Acne around the mouth is often linked to hormonal changes like the menstrual cycle or menopause. But thankfully there are solutions. Here are our five steps to getting rid of acne around the mouth.
Cleanse regularly and religiously
Use a gentle cleanser and avoid an over vigorous routine, which can irritate the skin. Cleanse regularly morning and night. Check that the products you are using are adapted to your skin type, that they are oil free and non-comedogenic, so pores don’t get clogged up. Also, avoid using an exfoliator which can strip the skin; instead, opt for a micro-exfoliator.
Don’t forget to keep to a routine too (generally you start seeing results after three weeks) and dermatologists recommend a three-step daily regime of cleansing with micellar water to remove non-waterproof makeup or a gentle foaming gel, followed by a toner, and a moisturiser specially engineered to target acne or other problems in skin. It’s also key to use a separate cream for the eye area as the skin here is much finer than the rest of the face and therefore needs different attention.
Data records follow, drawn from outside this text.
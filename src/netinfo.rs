//! Public address and provider lookup
//!
//! Two small JSON requests: one echoes the caller's public IP, the second
//! describes the network that owns it. Any failure yields placeholder values
//! instead of an error since this information is decorative.

use crate::{
    client::Transport,
    defaults::{DEFAULT_IP_DETAILS_URL, DEFAULT_IP_ECHO_URL, DEFAULT_NETINFO_TIMEOUT},
    error::{AppError, Result},
    logging::Logger,
};
use serde::{Deserialize, Serialize};
use std::net::IpAddr;
use std::sync::Arc;
use std::time::Duration;

const UNKNOWN: &str = "Unknown";
const UNRESOLVED: &str = "Could not determine";

/// Who the measuring host appears as on the internet
#[derive(Debug, Clone, PartialEq, Eq, Serialize, Deserialize)]
pub struct NetworkInfo {
    pub ip_address: String,
    pub provider: String,
    pub network_name: String,
    /// False when the values are placeholders
    pub resolved: bool,
}

impl NetworkInfo {
    pub fn unresolved() -> Self {
        Self {
            ip_address: "127.0.0.1".to_string(),
            provider: UNRESOLVED.to_string(),
            network_name: UNRESOLVED.to_string(),
            resolved: false,
        }
    }
}

#[derive(Debug, Deserialize)]
struct IpEcho {
    ip: String,
}

#[derive(Debug, Default, Deserialize)]
struct IpDetails {
    #[serde(default)]
    org: Option<String>,
    #[serde(default)]
    isp: Option<String>,
}

/// Looks up [`NetworkInfo`] through a [`Transport`]
pub struct NetworkInfoLookup {
    transport: Arc<dyn Transport>,
    ip_echo_url: String,
    details_url_template: String,
    timeout: Duration,
    logger: Option<Logger>,
}

impl NetworkInfoLookup {
    pub fn new(transport: Arc<dyn Transport>) -> Self {
        Self {
            transport,
            ip_echo_url: DEFAULT_IP_ECHO_URL.to_string(),
            details_url_template: DEFAULT_IP_DETAILS_URL.to_string(),
            timeout: DEFAULT_NETINFO_TIMEOUT,
            logger: None,
        }
    }

    /// Use other services. `details_url_template` must contain `{ip}`.
    pub fn with_urls(mut self, ip_echo_url: impl Into<String>, details_url_template: impl Into<String>) -> Self {
        self.ip_echo_url = ip_echo_url.into();
        self.details_url_template = details_url_template.into();
        self
    }

    pub fn with_timeout(mut self, timeout: Duration) -> Self {
        self.timeout = timeout;
        self
    }

    pub fn with_logger(mut self, logger: Logger) -> Self {
        self.logger = Some(logger);
        self
    }

    /// Resolve the public address and provider; placeholders on any failure
    pub async fn lookup(&self) -> NetworkInfo {
        let error = match tokio::time::timeout(self.timeout, self.try_lookup()).await {
            Ok(Ok(info)) => return info,
            Ok(Err(e)) => e,
            Err(_) => AppError::timeout(format!("Network info lookup exceeded {:?}", self.timeout)),
        };

        if let Some(logger) = &self.logger {
            logger
                .warn("Could not determine network information")
                .error_info(&error)
                .log()
                .await;
        }
        NetworkInfo::unresolved()
    }

    /// Resolve the public address and provider, surfacing the first failure
    pub async fn try_lookup(&self) -> Result<NetworkInfo> {
        if !self.details_url_template.contains("{ip}") {
            return Err(AppError::config("Details URL template must contain {ip}"));
        }

        let echo = self.transport.fetch_text(&self.ip_echo_url).await?;
        let ip = parse_ip_echo(&echo)?;

        let details_url = self.details_url_template.replace("{ip}", &ip);
        let details = self.transport.fetch_text(&details_url).await?;
        parse_ip_details(&ip, &details)
    }
}

/// Extract the address from an `{"ip": "..."}` document
pub fn parse_ip_echo(body: &str) -> Result<String> {
    let echo: IpEcho = serde_json::from_str(body)?;
    let ip: IpAddr = echo
        .ip
        .trim()
        .parse()
        .map_err(|e| AppError::parse(format!("Invalid IP address '{}': {}", echo.ip, e)))?;

    Ok(ip.to_string())
}

/// Build [`NetworkInfo`] from an address details document.
///
/// The provider is the organisation, else the ISP; the network name is the
/// organisation. Missing fields become "Unknown".
pub fn parse_ip_details(ip: &str, body: &str) -> Result<NetworkInfo> {
    let details: IpDetails = serde_json::from_str(body)?;
    let non_empty = |value: Option<String>| value.map(|v| v.trim().to_string()).filter(|v| !v.is_empty());

    let org = non_empty(details.org);
    let isp = non_empty(details.isp);

    Ok(NetworkInfo {
        ip_address: ip.to_string(),
        provider: org.clone().or(isp).unwrap_or_else(|| UNKNOWN.to_string()),
        network_name: org.unwrap_or_else(|| UNKNOWN.to_string()),
        resolved: true,
    })
}

#[cfg(test)]
mod tests {
    use super::*;
    use crate::client::stub::StubTransport;

    const ECHO: &str = "https://echo.test/";
    const DETAILS: &str = "https://details.test/{ip}/json";

    #[test]
    fn test_parse_ip_echo() {
        assert_eq!(parse_ip_echo(r#"{"ip":"203.0.113.7"}"#).unwrap(), "203.0.113.7");
        assert_eq!(parse_ip_echo(r#"{"ip":" 2001:db8::1 "}"#).unwrap(), "2001:db8::1");
        assert!(parse_ip_echo(r#"{"ip":"not-an-ip"}"#).is_err());
        assert!(parse_ip_echo("<html>").is_err());
    }

    #[test]
    fn test_parse_ip_details_prefers_org() {
        let info = parse_ip_details("203.0.113.7", r#"{"org":"Example Net","isp":"Example ISP"}"#).unwrap();
        assert_eq!(info.provider, "Example Net");
        assert_eq!(info.network_name, "Example Net");
        assert!(info.resolved);
    }

    #[test]
    fn test_parse_ip_details_falls_back_to_isp() {
        let info = parse_ip_details("203.0.113.7", r#"{"org":"","isp":"Example ISP"}"#).unwrap();
        assert_eq!(info.provider, "Example ISP");
        assert_eq!(info.network_name, "Unknown");

        let info = parse_ip_details("203.0.113.7", "{}").unwrap();
        assert_eq!(info.provider, "Unknown");
    }

    #[tokio::test]
    async fn test_lookup_resolves() {
        let transport = Arc::new(
            StubTransport::new()
                .text(ECHO, r#"{"ip":"203.0.113.7"}"#)
                .text("https://details.test/203.0.113.7/json", r#"{"org":"Example Net"}"#),
        );

        let info = NetworkInfoLookup::new(transport).with_urls(ECHO, DETAILS).lookup().await;
        assert_eq!(info.ip_address, "203.0.113.7");
        assert_eq!(info.provider, "Example Net");
        assert!(info.resolved);
    }

    #[tokio::test]
    async fn test_lookup_failure_gives_placeholders() {
        let transport = Arc::new(StubTransport::new().text(ECHO, r#"{"ip":"203.0.113.7"}"#));

        let info = NetworkInfoLookup::new(transport).with_urls(ECHO, DETAILS).lookup().await;
        assert_eq!(info, NetworkInfo::unresolved());
        assert_eq!(info.ip_address, "127.0.0.1");
        assert_eq!(info.provider, "Could not determine");
    }

    #[tokio::test]
    async fn test_template_without_placeholder_is_rejected() {
        let transport = Arc::new(StubTransport::new());
        let lookup = NetworkInfoLookup::new(transport).with_urls(ECHO, "https://details.test/json");
        assert!(matches!(lookup.try_lookup().await, Err(AppError::Config(_))));
    }
}
//! Distribution-based fallback values
//!
//! When live measurement cannot produce a trustworthy number the engine
//! substitutes a draw from a realistic distribution. Every value produced
//! here must be tagged synthetic by the caller.

use crate::error::{AppError, Result};
use crate::models::DistributionBucket;
use rand::Rng;

/// Reject empty tables, inverted ranges and out-of-range probabilities
pub fn validate_buckets(buckets: &[DistributionBucket]) -> Result<()> {
    if buckets.is_empty() {
        return Err(AppError::config("Fallback distribution needs at least one bucket"));
    }

    for bucket in buckets {
        if !bucket.min.is_finite() || !bucket.max.is_finite() || bucket.min < 0.0 || bucket.min > bucket.max {
            return Err(AppError::config(format!(
                "Invalid fallback bucket range [{}, {}]",
                bucket.min, bucket.max
            )));
        }
        if !(0.0..=1.0).contains(&bucket.probability) {
            return Err(AppError::config(format!(
                "Fallback bucket probability must be within [0, 1], got {}",
                bucket.probability
            )));
        }
    }

    if buckets.iter().all(|b| b.probability == 0.0) {
        return Err(AppError::config("Fallback bucket probabilities cannot all be zero"));
    }

    Ok(())
}

/// Draw one value: pick a bucket by cumulative probability, then a uniform
/// value inside it. Falls back to the last bucket when the probabilities sum
/// to slightly under one.
pub fn distribution_sample<R: Rng + ?Sized>(buckets: &[DistributionBucket], rng: &mut R) -> Result<f64> {
    validate_buckets(buckets).map_err(|e| AppError::statistics(e.to_string()))?;

    let draw: f64 = rng.gen();
    let mut cumulative = 0.0;
    let mut chosen = buckets[buckets.len() - 1];
    for bucket in buckets {
        cumulative += bucket.probability;
        if draw <= cumulative {
            chosen = *bucket;
            break;
        }
    }

    let position: f64 = rng.gen();
    Ok(chosen.min + position * (chosen.max - chosen.min))
}

/// Source of synthetic values for runs that could not measure
pub trait FallbackEstimator: Send + Sync {
    /// Produce a plausible aggregate from the given distribution
    fn estimate(&self, buckets: &[DistributionBucket]) -> Result<f64>;

    /// Jitter a synthetic value for backfilled chart points
    fn vary(&self, value: f64) -> f64;
}

/// Default estimator backed by the thread-local RNG
#[derive(Debug, Clone, Copy, Default)]
pub struct DistributionFallback;

impl FallbackEstimator for DistributionFallback {
    fn estimate(&self, buckets: &[DistributionBucket]) -> Result<f64> {
        distribution_sample(buckets, &mut rand::thread_rng())
    }

    fn vary(&self, value: f64) -> f64 {
        value * rand::thread_rng().gen_range(0.9..1.1)
    }
}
We’ll say it time and time again: leave those spots alone! Popping spots can lead to the spread of bacteria, more infection, irritation and more breakouts. It’s also an area that is tempting to fiddle with during the day, so keep your fingers away from the zone so as not to spread any dirt and aggravate the problem. For more information, see Dr Tabi Leslie’s advice in an interview for The Skin Edit.
Avoid heavy makeup
Steer clear of too much heavy makeup or sticky gloss that can leak onto the skin and enhance any problems. The same goes for heavy foundation. Instead, opt for a BB cream or tinted moisturiser.
Adapt your diet for a better immune system. Increasing antioxidants can do wonders for a better overall sense of wellbeing and to fight the spread of acne.
Get treatment over the counter or by prescription
For dermatologist Dr Anjali Mahto of London’s Cedars Dermatology, “It is worth investing in cleansers containing salicylic acid, zinc, alpha hydroxy acids, tea tree oil, or benzoyl peroxide in addition to targeted spot therapies.” She adds that “If OTC remedies fail to work after a few weeks, it may be worthwhile seeing your family doctor than can either prescribe prescription creams containing a mixture of retinoids, antibiotics, or benzoyl peroxide or may recommend a course of oral antibiotics.”